I have additional variables in my dataset that are somewhat correlated to the continuous target variable, but that are completely unavailable in the test set. So, I'm wondering how the best to use that variables.
- The first approach I come up with, is to add these variables to the target variables, perhaps, giving more weight to the real target variable in the loss function. The disadvantage of this approach is that it unnecessary complicates the model and it's not actually trained for what it's needed.
- The other approach is to add them to the input vector with additional column
'IsNanVar'for each unavailable variable that indicates if the variable is present. Then, we can generate data for training randomly replacing unavailable columns to median and turning
Truewith some probability. The disadvantage of this approach is that test data aren't distributed like the training data and input vector is unnecessary long.

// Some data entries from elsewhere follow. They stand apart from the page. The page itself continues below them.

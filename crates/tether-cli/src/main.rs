//! Tether CLI - inspect guest modules and call their exports.

use std::path::PathBuf;
use std::process::ExitCode;

use clap::{Parser, Subcommand, ValueEnum};
use tether_observe::LogLevel;
use tracing_subscriber::EnvFilter;

mod commands;

/// Tether WebAssembly bridge
#[derive(Parser)]
#[command(name = "tether")]
#[command(author, version, about, long_about = None)]
pub struct Cli {
    /// Subcommand to run
    #[command(subcommand)]
    pub command: Commands,

    /// Bridge configuration file (TOML)
    #[arg(short, long, global = true)]
    pub config: Option<PathBuf>,

    /// Output format
    #[arg(short = 'f', long, global = true, default_value = "human")]
    pub format: OutputFormat,

    /// Verbosity level (-v, -vv, -vvv)
    #[arg(short, long, action = clap::ArgAction::Count, global = true)]
    pub verbose: u8,

    /// Quiet mode (suppress non-essential output)
    #[arg(short, long, global = true)]
    pub quiet: bool,
}

/// Output format options.
#[derive(Clone, Copy, Debug, Default, ValueEnum)]
pub enum OutputFormat {
    /// Human-readable output
    #[default]
    Human,
    /// JSON output
    Json,
    /// Compact JSON (single line)
    JsonCompact,
}

/// Available commands.
#[derive(Subcommand)]
pub enum Commands {
    /// Call an exported function with marshaled arguments
    Call(commands::call::CallArgs),
    /// List a module's exports, imports and memories
    Inspect(commands::inspect::InspectArgs),
}

fn main() -> ExitCode {
    let cli = Cli::parse();

    let level = LogLevel::from_verbosity(cli.verbose);
    let filter = EnvFilter::try_from_default_env()
        .unwrap_or_else(|_| EnvFilter::new(format!("tether={level}")));

    tracing_subscriber::fmt()
        .with_env_filter(filter)
        .with_target(false)
        .init();

    let global = commands::GlobalArgs {
        config: cli.config,
        format: cli.format,
        verbose: cli.verbose,
        quiet: cli.quiet,
    };

    let result = match cli.command {
        Commands::Call(args) => commands::call::execute(args, &global),
        Commands::Inspect(args) => commands::inspect::execute(args, &global),
    };

    match result {
        Ok(()) => ExitCode::SUCCESS,
        Err(e) => {
            if !global.quiet {
                eprintln!("Error: {:#}", e);
            }
            ExitCode::FAILURE
        }
    }
}
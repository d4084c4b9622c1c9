//! Mock backend and client helpers shared by the integration tests.

#![allow(dead_code)]

use std::time::Duration;

use axum::Json;
use axum::Router;
use ikuyo::feedback::{FeedbackSettings, FeedbackStore};
use ikuyo::http::{HttpClient, HttpSettings};
use serde_json::{Value, json};
use tokio::net::TcpListener;

/// Serves `api` under `/api/v1` on an ephemeral port and returns the base URL.
pub async fn serve(api: Router) -> String {
    let listener = TcpListener::bind("127.0.0.1:0")
        .await
        .expect("bind mock backend");
    let addr = listener.local_addr().expect("mock backend address");
    let app = Router::new().nest("/api/v1", api);
    tokio::spawn(async move {
        axum::serve(listener, app).await.expect("mock backend");
    });
    format!("http://{addr}/api/v1")
}

pub fn feedback() -> FeedbackStore {
    FeedbackStore::new(FeedbackSettings {
        loading_delay: Duration::from_millis(50),
        toast_duration: Duration::from_secs(30),
    })
}

pub fn client(base_url: &str, feedback: &FeedbackStore) -> HttpClient {
    let settings = HttpSettings {
        base_url: base_url.to_string(),
        timeout: Duration::from_secs(5),
        user_id: Some("user-7".to_string()),
    };
    HttpClient::new(settings, feedback.clone()).expect("http client")
}

/// `{success: true, data}` envelope.
pub fn ok(data: Value) -> Json<Value> {
    Json(json!({ "success": true, "data": data }))
}

pub fn subject(id: u32) -> Value {
    json!({
        "id": id,
        "name": format!("Subject {id}"),
        "name_cn": format!("作品 {id}"),
        "summary": "",
        "air_date": "2024-10-04",
        "air_weekday": 5,
        "rating": { "total": 100, "count": {}, "score": 8.5 },
        "images": { "large": "", "common": "", "medium": "", "small": "", "grid": "" },
        "tags": [{ "name": "fantasy", "count": 10 }]
    })
}

pub fn task(id: u64, status: &str) -> Value {
    json!({
        "id": id,
        "task_type": "manual",
        "status": status,
        "parameters": "{\"mode\": \"homepage\"}",
        "created_at": "2024-10-04T12:00:00",
        "percentage": 0.0
    })
}
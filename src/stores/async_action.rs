use std::future::Future;
use std::sync::{Arc, Mutex, MutexGuard};

use crate::error::Result;

#[derive(Debug, Default)]
struct ActionState {
    running: usize,
    error: Option<String>,
}

/// Loading and error flags around one kind of async operation.
///
/// The error from the last run is kept for display and also returned to the
/// caller unchanged.
#[derive(Debug, Clone, Default)]
pub struct AsyncAction {
    state: Arc<Mutex<ActionState>>,
}

struct RunningGuard<'a>(&'a AsyncAction);

impl Drop for RunningGuard<'_> {
    fn drop(&mut self) {
        let mut state = self.0.lock();
        state.running = state.running.saturating_sub(1);
    }
}

impl AsyncAction {
    #[must_use]
    pub fn new() -> Self {
        Self::default()
    }

    fn lock(&self) -> MutexGuard<'_, ActionState> {
        self.state.lock().unwrap_or_else(|e| e.into_inner())
    }

    pub async fn run<T, F>(&self, operation: F) -> Result<T>
    where
        F: Future<Output = Result<T>>,
    {
        {
            let mut state = self.lock();
            state.running += 1;
            state.error = None;
        }
        let _running = RunningGuard(self);

        let result = operation.await;
        if let Err(e) = &result {
            self.lock().error = Some(e.user_message());
        }
        result
    }

    #[must_use]
    pub fn is_loading(&self) -> bool {
        self.lock().running > 0
    }

    #[must_use]
    pub fn error(&self) -> Option<String> {
        self.lock().error.clone()
    }

    pub fn clear_error(&self) {
        self.lock().error = None;
    }
}

#[cfg(test)]
mod tests {
    use super::*;
    use crate::error::ApiError;

    #[tokio::test]
    async fn test_tracks_error_and_reraises() {
        let action = AsyncAction::new();

        let value = action.run(async { Ok(3) }).await.unwrap();
        assert_eq!(value, 3);
        assert_eq!(action.error(), None);

        let failed = action
            .run(async { Err::<(), _>(ApiError::Rejected("nope".to_string())) })
            .await;
        assert!(matches!(failed, Err(ApiError::Rejected(_))));
        assert_eq!(action.error().as_deref(), Some("nope"));
        assert!(!action.is_loading());

        action.run(async { Ok(()) }).await.unwrap();
        assert_eq!(action.error(), None);
    }

    #[tokio::test]
    async fn test_loading_while_running() {
        let action = AsyncAction::new();
        let (tx, rx) = tokio::sync::oneshot::channel::<()>();

        let running = {
            let action = action.clone();
            tokio::spawn(async move {
                action
                    .run(async {
                        let _ = rx.await;
                        Ok(())
                    })
                    .await
            })
        };

        tokio::task::yield_now().await;
        while !action.is_loading() {
            tokio::task::yield_now().await;
        }
        tx.send(()).unwrap();
        running.await.unwrap().unwrap();
        assert!(!action.is_loading());
    }
}
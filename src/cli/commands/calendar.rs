//! Calendar command handler

use anyhow::Context;

use crate::models::CalendarItem;
use crate::state::AppState;

pub async fn cmd_calendar(state: &AppState, refresh: bool, day: Option<u8>) -> anyhow::Result<()> {
    let home = state.home_store();
    home.restore();

    let calendar = home
        .load_calendar(refresh)
        .await
        .context("Failed to load the airing calendar")?;
    home.flush();

    let mut shown = 0;
    for entry in calendar
        .iter()
        .filter(|entry| day.is_none_or(|d| entry.weekday.id == d))
    {
        println!("{} / {} ({} titles)", entry.weekday.en, entry.weekday.cn, entry.items.len());
        println!("{:-<70}", "");
        for item in &entry.items {
            print_item(item);
        }
        println!();
        shown += entry.items.len();
    }

    if shown == 0 {
        println!("Nothing airing.");
    }

    Ok(())
}

fn print_item(item: &CalendarItem) {
    let score = if item.rating.score > 0.0 {
        format!("{:.1}", item.rating.score)
    } else {
        "-".to_string()
    };
    println!("  [{:>6}] {} ★ {score}", item.id, item.display_name());
    if !item.name_cn.is_empty() && item.name_cn != item.name {
        println!("           {}", item.name);
    }
}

In both cases, I use cat2vec technics to learn encodings for categorical variables while training. So, my idea is that we can gradually decrease either weights for unneeded targets in the loss in the first case, or ratio of unavailable columns in the second case, eventually remaining with zero weights for unneeded targets, or train set turning to look completely like test set. So, my idea is that categorical embeddings would contain this additional info about unused variables. In the end, it's possible use this for kind of transfer learning, replace either last or first layer and retrain the model with input and output needed for test set.
So, I'm wondering is there simpler approach, or any other kind of approach to use here?
My question differs from the following one: How to handle features which are not always available? My features are completely unavailable in test set.